**WORK TO COMPLETE**
Starting at the top of the records, output every line through the one that contains "let text_body = render_text(&submission);", keeping each exactly as it appears.

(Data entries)
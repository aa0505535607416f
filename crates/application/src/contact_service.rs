//! Contact submission handling: validation, email rendering, delivery.
//!
//! A submission is validated, rendered into the owner-notification email, and
//! handed to the email collaborator. Nothing is stored; the one outbound call
//! is the only side effect.

use std::sync::Arc;

use async_trait::async_trait;

use hereiam_core::AppResult;
use hereiam_domain::ContactSubmission;
use hereiam_domain::contact::ContactInput;

/// Fixed subject line for owner notifications.
const SUBJECT: &str = "HereIAm - Contact Form Submission";

/// Port for sending emails. Infrastructure provides resend, SMTP, or console
/// implementations.
#[async_trait]
pub trait EmailService: Send + Sync {
    /// Sends an email with a plain-text body and an optional HTML body.
    async fn send_email(
        &self,
        to: &str,
        subject: &str,
        text_body: &str,
        html_body: Option<&str>,
    ) -> AppResult<()>;
}

/// Application service for the contact form.
#[derive(Clone)]
pub struct ContactService {
    email_service: Arc<dyn EmailService>,
    recipient: String,
}

impl ContactService {
    /// Creates a contact service delivering to the site owner's address.
    /// The sender identity is fixed by the email adapter.
    #[must_use]
    pub fn new(email_service: Arc<dyn EmailService>, recipient: impl Into<String>) -> Self {
        Self {
            email_service,
            recipient: recipient.into(),
        }
    }

    /// Validates the payload and forwards it to the owner's inbox.
    pub async fn submit(&self, input: ContactInput) -> AppResult<()> {
        let submission = ContactSubmission::parse(input)?;

        let text_body = render_text(&submission);
        let html_body = render_html(&submission);

        self.email_service
            .send_email(&self.recipient, SUBJECT, &text_body, Some(&html_body))
            .await
    }
}

fn render_text(submission: &ContactSubmission) -> String {
    format!(
        "New message from the website contact form.\n\n\
         Name: {}\n\
         Email: {}\n\n\
         {}",
        submission.name(),
        submission.email(),
        submission.message(),
    )
}

/// Renders the notification email. Field values are escaped so submitted
/// text cannot break out of the markup in the recipient's mail client.
fn render_html(submission: &ContactSubmission) -> String {
    let name = escape_html(submission.name());
    let email = escape_html(submission.email());
    let message = escape_html(submission.message());

    format!(
        r#"<!DOCTYPE html>
<html>
<head>
  <meta charset="utf-8">
  <meta name="viewport" content="width=device-width, initial-scale=1">
  <title>Contact Form Submission</title>
</head>
<body style="font-family: Arial, sans-serif; line-height: 1.6; color: #333333; margin: 0; padding: 0;">
  <div style="max-width: 600px; margin: 0 auto; padding: 20px; border: 1px solid #e1e1e1; border-radius: 5px;">
    <div style="background-color: #4338ca; padding: 20px; border-radius: 5px 5px 0 0; text-align: center;">
      <h1 style="color: #ffffff; margin: 0; font-size: 24px;">Here I Am</h1>
    </div>
    <div style="padding: 20px;">
      <p style="font-size: 16px; margin-top: 0;">You have received a new message from your website contact form.</p>
      <table style="width: 100%; border-collapse: collapse;">
        <tr>
          <td style="padding: 10px 0; font-weight: bold; width: 100px;">Name:</td>
          <td style="padding: 10px 0;">{name}</td>
        </tr>
        <tr>
          <td style="padding: 10px 0; font-weight: bold;">Email:</td>
          <td style="padding: 10px 0;"><a href="mailto:{email}" style="color: #4338ca; text-decoration: none;">{email}</a></td>
        </tr>
      </table>
      <h2 style="font-size: 18px; color: #4338ca; border-bottom: 1px solid #e1e1e1; padding-bottom: 10px;">Message:</h2>
      <div style="background-color: #f9f9f9; padding: 15px; border-radius: 5px; white-space: pre-wrap;">{message}</div>
    </div>
  </div>
</body>
</html>"#
    )
}

/// Minimal HTML escaping for text interpolated into the email body.
fn escape_html(value: &str) -> String {
    let mut escaped = String::with_capacity(value.len());
    for character in value.chars() {
        match character {
            '&' => escaped.push_str("&amp;"),
            '<' => escaped.push_str("&lt;"),
            '>' => escaped.push_str("&gt;"),
            '"' => escaped.push_str("&quot;"),
            '\'' => escaped.push_str("&#39;"),
            other => escaped.push(other),
        }
    }
    escaped
}
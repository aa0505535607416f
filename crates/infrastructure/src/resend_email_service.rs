//! Email service backed by the Resend HTTP API.
//!
//! One `POST /emails` call per message, authenticated with the API key.
//! Transport or non-success responses surface as `DeliveryFailed`; nothing
//! is retried.

use async_trait::async_trait;
use hereiam_application::EmailService;
use hereiam_core::{AppError, AppResult};
use serde::Serialize;

const DEFAULT_BASE_URL: &str = "https://api.resend.com";

#[derive(Serialize)]
struct SendEmailRequest<'a> {
    from: &'a str,
    to: [&'a str; 1],
    subject: &'a str,
    text: &'a str,
    #[serde(skip_serializing_if = "Option::is_none")]
    html: Option<&'a str>,
}

/// Resend implementation of the email service port.
#[derive(Clone)]
pub struct ResendEmailService {
    http: reqwest::Client,
    base_url: String,
    api_key: String,
    from_address: String,
}

impl ResendEmailService {
    /// Creates a service using the production API endpoint.
    #[must_use]
    pub fn new(api_key: impl Into<String>, from_address: impl Into<String>) -> Self {
        Self::with_base_url(DEFAULT_BASE_URL, api_key, from_address)
    }

    /// Creates a service against a custom endpoint (used by tests).
    #[must_use]
    pub fn with_base_url(
        base_url: impl Into<String>,
        api_key: impl Into<String>,
        from_address: impl Into<String>,
    ) -> Self {
        Self {
            http: reqwest::Client::new(),
            base_url: base_url.into(),
            api_key: api_key.into(),
            from_address: from_address.into(),
        }
    }
}

#[async_trait]
impl EmailService for ResendEmailService {
    async fn send_email(
        &self,
        to: &str,
        subject: &str,
        text_body: &str,
        html_body: Option<&str>,
    ) -> AppResult<()> {
        let payload = SendEmailRequest {
            from: &self.from_address,
            to: [to],
            subject,
            text: text_body,
            html: html_body,
        };

        let response = self
            .http
            .post(format!("{}/emails", self.base_url))
            .bearer_auth(&self.api_key)
            .json(&payload)
            .send()
            .await
            .map_err(|error| AppError::DeliveryFailed(format!("resend call failed: {error}")))?;

        if !response.status().is_success() {
            let status = response.status().as_u16();
            let detail = response.text().await.unwrap_or_default();
            return Err(AppError::DeliveryFailed(format!(
                "resend rejected the message (status {status}): {detail}"
            )));
        }

        Ok(())
    }
}
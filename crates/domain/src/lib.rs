//! Domain model for the HereIAm portfolio backend.

#![forbid(unsafe_code)]

/// Contact form submissions and their validation rules.
pub mod contact;
/// The experience timeline entries.
pub mod experience;
/// Locale handling and the startup-loaded translation table.
pub mod i18n;
/// Spotify token grants, profiles, and playback snapshots.
pub mod spotify;
/// Employment tenure arithmetic for the experience timeline.
pub mod tenure;

pub use contact::ContactSubmission;
pub use experience::ExperienceEntry;
pub use i18n::{Locale, Translations};
pub use spotify::{
    NowPlaying, RecommendedTrack, SpotifyProfile, TokenGrant, AUTHORIZATION_SCOPES,
    REFRESH_TOKEN_MAX_AGE_SECONDS,
};
pub use tenure::Tenure;
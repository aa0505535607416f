//! The experience timeline entries.
//!
//! Like the message dictionary, the entries are compiled in. Open-ended
//! positions carry no end date; the caller supplies "today" when computing
//! the tenure.

use chrono::NaiveDate;
use hereiam_core::AppResult;

use crate::i18n::Locale;
use crate::tenure::Tenure;

/// One position on the experience timeline.
#[derive(Debug, Clone, Copy, PartialEq, Eq)]
pub struct ExperienceEntry {
    /// Employer name, not localized.
    pub company: &'static str,
    role_en: &'static str,
    role_es: &'static str,
    /// First day of the position.
    pub start: NaiveDate,
    /// Last day of the position; `None` while the position is held.
    pub end: Option<NaiveDate>,
}

impl ExperienceEntry {
    /// Role title in the given locale.
    #[must_use]
    pub fn role(&self, locale: Locale) -> &'static str {
        match locale {
            Locale::En => self.role_en,
            Locale::Es => self.role_es,
        }
    }

    /// Elapsed tenure, using `today` for open-ended positions.
    pub fn tenure(&self, today: NaiveDate) -> AppResult<Tenure> {
        Tenure::between(self.start, self.end.unwrap_or(today))
    }
}

/// The site's positions, most recent first.
#[must_use]
pub fn site_entries() -> Vec<ExperienceEntry> {
    vec![
        ExperienceEntry {
            company: "Lefebvre Inc",
            role_en: "Full-Stack Developer",
            role_es: "Desarrollador Full-Stack",
            start: date(2024, 3, 1),
            end: None,
        },
        ExperienceEntry {
            company: "Repair Mobile World",
            role_en: "Computer Technician",
            role_es: "Técnico Informático",
            start: date(2023, 3, 1),
            end: Some(date(2023, 6, 1)),
        },
    ]
}

fn date(year: i32, month: u32, day: u32) -> NaiveDate {
    // The literals above are all valid dates.
    NaiveDate::from_ymd_opt(year, month, day).unwrap_or_default()
}

#[cfg(test)]
mod tests {
    use chrono::NaiveDate;

    use super::{Locale, site_entries};

    fn date(year: i32, month: u32, day: u32) -> NaiveDate {
        match NaiveDate::from_ymd_opt(year, month, day) {
            Some(value) => value,
            None => panic!("invalid test date {year}-{month}-{day}"),
        }
    }

    #[test]
    fn entries_are_most_recent_first() {
        let entries = site_entries();
        assert_eq!(entries.len(), 2);
        assert!(entries[0].start > entries[1].start);
        assert!(entries[0].end.is_none());
    }

    #[test]
    fn roles_are_localized() {
        let entries = site_entries();
        assert_eq!(entries[0].role(Locale::En), "Full-Stack Developer");
        assert_eq!(entries[0].role(Locale::Es), "Desarrollador Full-Stack");
    }

    #[test]
    fn closed_position_ignores_today() {
        let entries = site_entries();
        let tenure = match entries[1].tenure(date(2030, 1, 1)) {
            Ok(tenure) => tenure,
            Err(error) => panic!("tenure failed: {error}"),
        };
        assert_eq!((tenure.years(), tenure.months()), (0, 3));
    }

    #[test]
    fn open_position_runs_to_today() {
        let entries = site_entries();
        let tenure = match entries[0].tenure(date(2025, 3, 1)) {
            Ok(tenure) => tenure,
            Err(error) => panic!("tenure failed: {error}"),
        };
        assert_eq!((tenure.years(), tenure.months()), (1, 0));
    }
}
//! Single-flight deduplication.
//!
//! The first caller for a key becomes the owner and runs the computation;
//! callers arriving while it is outstanding attach as followers and receive
//! the owner's outcome verbatim, success or failure. Followers never run the
//! computation themselves.
//!
//! Registration is an atomic check-and-set on a sharded map entry, so two
//! callers can never both become owner of the same key. Waiting is bounded:
//! a follower gives up after `follower_wait`, and learns immediately if the
//! owner goes away without publishing an outcome.

use std::future::Future;
use std::sync::atomic::{AtomicU64, Ordering};
use std::sync::Arc;
use std::time::Duration;

use chordgate_core::{CacheKey, ChordgateError, CorrelationId, TaskTimeout, TimeoutStage};
use dashmap::mapref::entry::Entry;
use dashmap::DashMap;
use tokio::sync::watch;

type Outcome<T> = Option<Result<T, ChordgateError>>;

/// An outstanding computation.
struct InFlight<T> {
    id: u64,
    origin: CorrelationId,
    rx: watch::Receiver<Outcome<T>>,
}

/// How a caller took part in a flight.
#[derive(Debug, Clone, Copy, PartialEq, Eq)]
pub enum FlightRole {
    Owner,
    Follower,
}

/// Outcome delivered to one caller.
#[derive(Debug, Clone)]
pub struct FlightOutcome<T> {
    pub result: Result<T, ChordgateError>,
    pub role: FlightRole,
    /// Correlation id of the owner that ran the computation.
    pub origin: CorrelationId,
}

/// Counters for observability.
#[derive(Debug, Clone, Copy, Default, PartialEq, Eq)]
pub struct SingleFlightStats {
    pub owners: u64,
    pub followers: u64,
    pub follower_timeouts: u64,
    pub abandoned: u64,
}

#[derive(Debug, Default)]
struct Counters {
    owners: AtomicU64,
    followers: AtomicU64,
    follower_timeouts: AtomicU64,
    abandoned: AtomicU64,
}

/// Registry of in-flight computations keyed by [`CacheKey`].
pub struct SingleFlight<T> {
    flights: DashMap<CacheKey, Arc<InFlight<T>>>,
    next_id: AtomicU64,
    follower_wait: Duration,
    counters: Counters,
}

/// Removes the owner's registry entry on every exit path, including the
/// owner's future being dropped mid-computation.
struct FlightGuard<'a, T> {
    flights: &'a DashMap<CacheKey, Arc<InFlight<T>>>,
    key: CacheKey,
    id: u64,
}

impl<T> Drop for FlightGuard<'_, T> {
    fn drop(&mut self) {
        self.flights.remove_if(&self.key, |_, flight| flight.id == self.id);
    }
}

enum Registration<T> {
    Owner {
        tx: watch::Sender<Outcome<T>>,
        id: u64,
    },
    Follower(Arc<InFlight<T>>),
}

impl<T> SingleFlight<T>
where
    T: Clone + Send + Sync,
{
    pub fn new(follower_wait: Duration) -> Self {
        Self {
            flights: DashMap::new(),
            next_id: AtomicU64::new(1),
            follower_wait,
            counters: Counters::default(),
        }
    }

    /// Run `compute` unless a computation for `key` is already outstanding,
    /// in which case wait for and share its outcome.
    pub async fn run_once<F, Fut>(
        &self,
        key: CacheKey,
        caller: CorrelationId,
        compute: F,
    ) -> FlightOutcome<T>
    where
        F: FnOnce() -> Fut,
        Fut: Future<Output = Result<T, ChordgateError>>,
    {
        let registration = match self.flights.entry(key) {
            Entry::Occupied(existing) => Registration::Follower(existing.get().clone()),
            Entry::Vacant(slot) => {
                let (tx, rx) = watch::channel(None);
                let id = self.next_id.fetch_add(1, Ordering::Relaxed);
                slot.insert(Arc::new(InFlight {
                    id,
                    origin: caller,
                    rx,
                }));
                Registration::Owner { tx, id }
            }
        };

        match registration {
            Registration::Owner { tx, id } => {
                self.counters.owners.fetch_add(1, Ordering::Relaxed);
                let guard = FlightGuard {
                    flights: &self.flights,
                    key,
                    id,
                };

                let result = compute().await;
                // Publish before deregistering: a caller that still finds the
                // entry sees the outcome immediately.
                tx.send_replace(Some(result.clone()));
                drop(guard);

                FlightOutcome {
                    result,
                    role: FlightRole::Owner,
                    origin: caller,
                }
            }
            Registration::Follower(flight) => {
                self.counters.followers.fetch_add(1, Ordering::Relaxed);
                tracing::debug!(
                    cache_key = %key.short(),
                    correlation_id = %caller,
                    origin_correlation_id = %flight.origin,
                    "joining in-flight computation"
                );
                let result = self.follow(&flight).await;
                FlightOutcome {
                    result,
                    role: FlightRole::Follower,
                    origin: flight.origin,
                }
            }
        }
    }

    async fn follow(&self, flight: &InFlight<T>) -> Result<T, ChordgateError> {
        let mut rx = flight.rx.clone();
        let waited = tokio::time::timeout(self.follower_wait, async {
            rx.wait_for(Option::is_some)
                .await
                .map(|outcome| outcome.clone())
        })
        .await;

        match waited {
            Ok(Ok(Some(outcome))) => outcome,
            Ok(Ok(None)) | Ok(Err(_)) => {
                self.counters.abandoned.fetch_add(1, Ordering::Relaxed);
                Err(TaskTimeout {
                    stage: TimeoutStage::OwnerAbandoned,
                    limit: self.follower_wait,
                }
                .into())
            }
            Err(_) => {
                self.counters.follower_timeouts.fetch_add(1, Ordering::Relaxed);
                Err(TaskTimeout {
                    stage: TimeoutStage::FollowerWait,
                    limit: self.follower_wait,
                }
                .into())
            }
        }
    }

    /// Number of keys with an outstanding computation.
    pub fn in_flight(&self) -> usize {
        self.flights.len()
    }

    pub fn is_in_flight(&self, key: &CacheKey) -> bool {
        self.flights.contains_key(key)
    }

    pub fn stats(&self) -> SingleFlightStats {
        SingleFlightStats {
            owners: self.counters.owners.load(Ordering::Relaxed),
            followers: self.counters.followers.load(Ordering::Relaxed),
            follower_timeouts: self.counters.follower_timeouts.load(Ordering::Relaxed),
            abandoned: self.counters.abandoned.load(Ordering::Relaxed),
        }
    }
}
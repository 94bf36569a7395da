//! Shared harness for coordinator integration tests.
#![allow(dead_code)]

use std::future::Future;
use std::sync::Arc;
use std::time::Duration;

use chordgate_core::{
    derive, AnalysisOptions, AudioContent, AudioFormat, CacheKey, ChordgateConfig, ManualClock,
    UnknownOptionPolicy,
};
use chordgate_runtime::{AnalysisRequest, RequestCoordinator};
use chordgate_storage::DurableTier;
use chordgate_test_utils::{MockDecoder, MockEngine};
use serde_json::Value;

pub struct Harness {
    pub coordinator: RequestCoordinator,
    pub engine: Arc<MockEngine>,
    pub decoder: Arc<MockDecoder>,
    pub clock: Arc<ManualClock>,
}

pub fn harness(config: ChordgateConfig) -> Harness {
    build(config, Arc::new(MockEngine::new()), None)
}

pub fn harness_with_engine(config: ChordgateConfig, engine: Arc<MockEngine>) -> Harness {
    build(config, engine, None)
}

pub fn harness_with_durable(config: ChordgateConfig, durable: Arc<dyn DurableTier>) -> Harness {
    build(config, Arc::new(MockEngine::new()), Some(durable))
}

fn build(
    config: ChordgateConfig,
    engine: Arc<MockEngine>,
    durable: Option<Arc<dyn DurableTier>>,
) -> Harness {
    let decoder = Arc::new(MockDecoder::new());
    let clock = Arc::new(ManualClock::starting_now());

    let mut builder = RequestCoordinator::builder()
        .config(config)
        .decoder(decoder.clone())
        .engine(engine.clone())
        .clock(clock.clone());
    if let Some(durable) = durable {
        builder = builder.durable_tier(durable);
    }

    Harness {
        coordinator: builder.build().expect("coordinator should build"),
        engine,
        decoder,
        clock,
    }
}

pub fn request(audio: &[u8], options: Value) -> AnalysisRequest {
    AnalysisRequest::new(audio.to_vec(), "wav").with_options(options)
}

/// Cache key the coordinator derives for a wav request.
pub fn key_for(audio: &[u8], options: &Value) -> CacheKey {
    let options = AnalysisOptions::from_json(options, UnknownOptionPolicy::Reject)
        .expect("valid options");
    derive(AudioContent::Bytes(audio), AudioFormat::Wav, &options)
}

/// Poll `condition` until it holds, failing the test after ten seconds.
pub async fn wait_until<F, Fut>(what: &str, mut condition: F)
where
    F: FnMut() -> Fut,
    Fut: Future<Output = bool>,
{
    let waited = tokio::time::timeout(Duration::from_secs(10), async {
        while !condition().await {
            tokio::time::sleep(Duration::from_millis(2)).await;
        }
    })
    .await;
    assert!(waited.is_ok(), "timed out waiting for {}", what);
}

**TASK ANSWER**
repository aa0505535607416f
filename crates/application/src/contact_service.rs
//! Contact submission handling: validation, email rendering, delivery.
//!
//! A submission is validated, rendered into the owner-notification email, and
//! handed to the email collaborator. Nothing is stored; the one outbound call
//! is the only side effect.

use std::sync::Arc;

use async_trait::async_trait;

use hereiam_core::AppResult;
use hereiam_domain::ContactSubmission;
use hereiam_domain::contact::ContactInput;

/// Fixed subject line for owner notifications.
const SUBJECT: &str = "HereIAm - Contact Form Submission";

/// Port for sending emails. Infrastructure provides resend, SMTP, or console
/// implementations.
#[async_trait]
pub trait EmailService: Send + Sync {
    /// Sends an email with a plain-text body and an optional HTML body.
    async fn send_email(
        &self,
        to: &str,
        subject: &str,
        text_body: &str,
        html_body: Option<&str>,
    ) -> AppResult<()>;
}

/// Application service for the contact form.
#[derive(Clone)]
pub struct ContactService {
    email_service: Arc<dyn EmailService>,
    recipient: String,
}

impl ContactService {
    /// Creates a contact service delivering to the site owner's address.
    /// The sender identity is fixed by the email adapter.
    #[must_use]
    pub fn new(email_service: Arc<dyn EmailService>, recipient: impl Into<String>) -> Self {
        Self {
            email_service,
            recipient: recipient.into(),
        }
    }

    /// Validates the payload and forwards it to the owner's inbox.
    pub async fn submit(&self, input: ContactInput) -> AppResult<()> {
        let submission = ContactSubmission::parse(input)?;

        let text_body = render_text(&submission);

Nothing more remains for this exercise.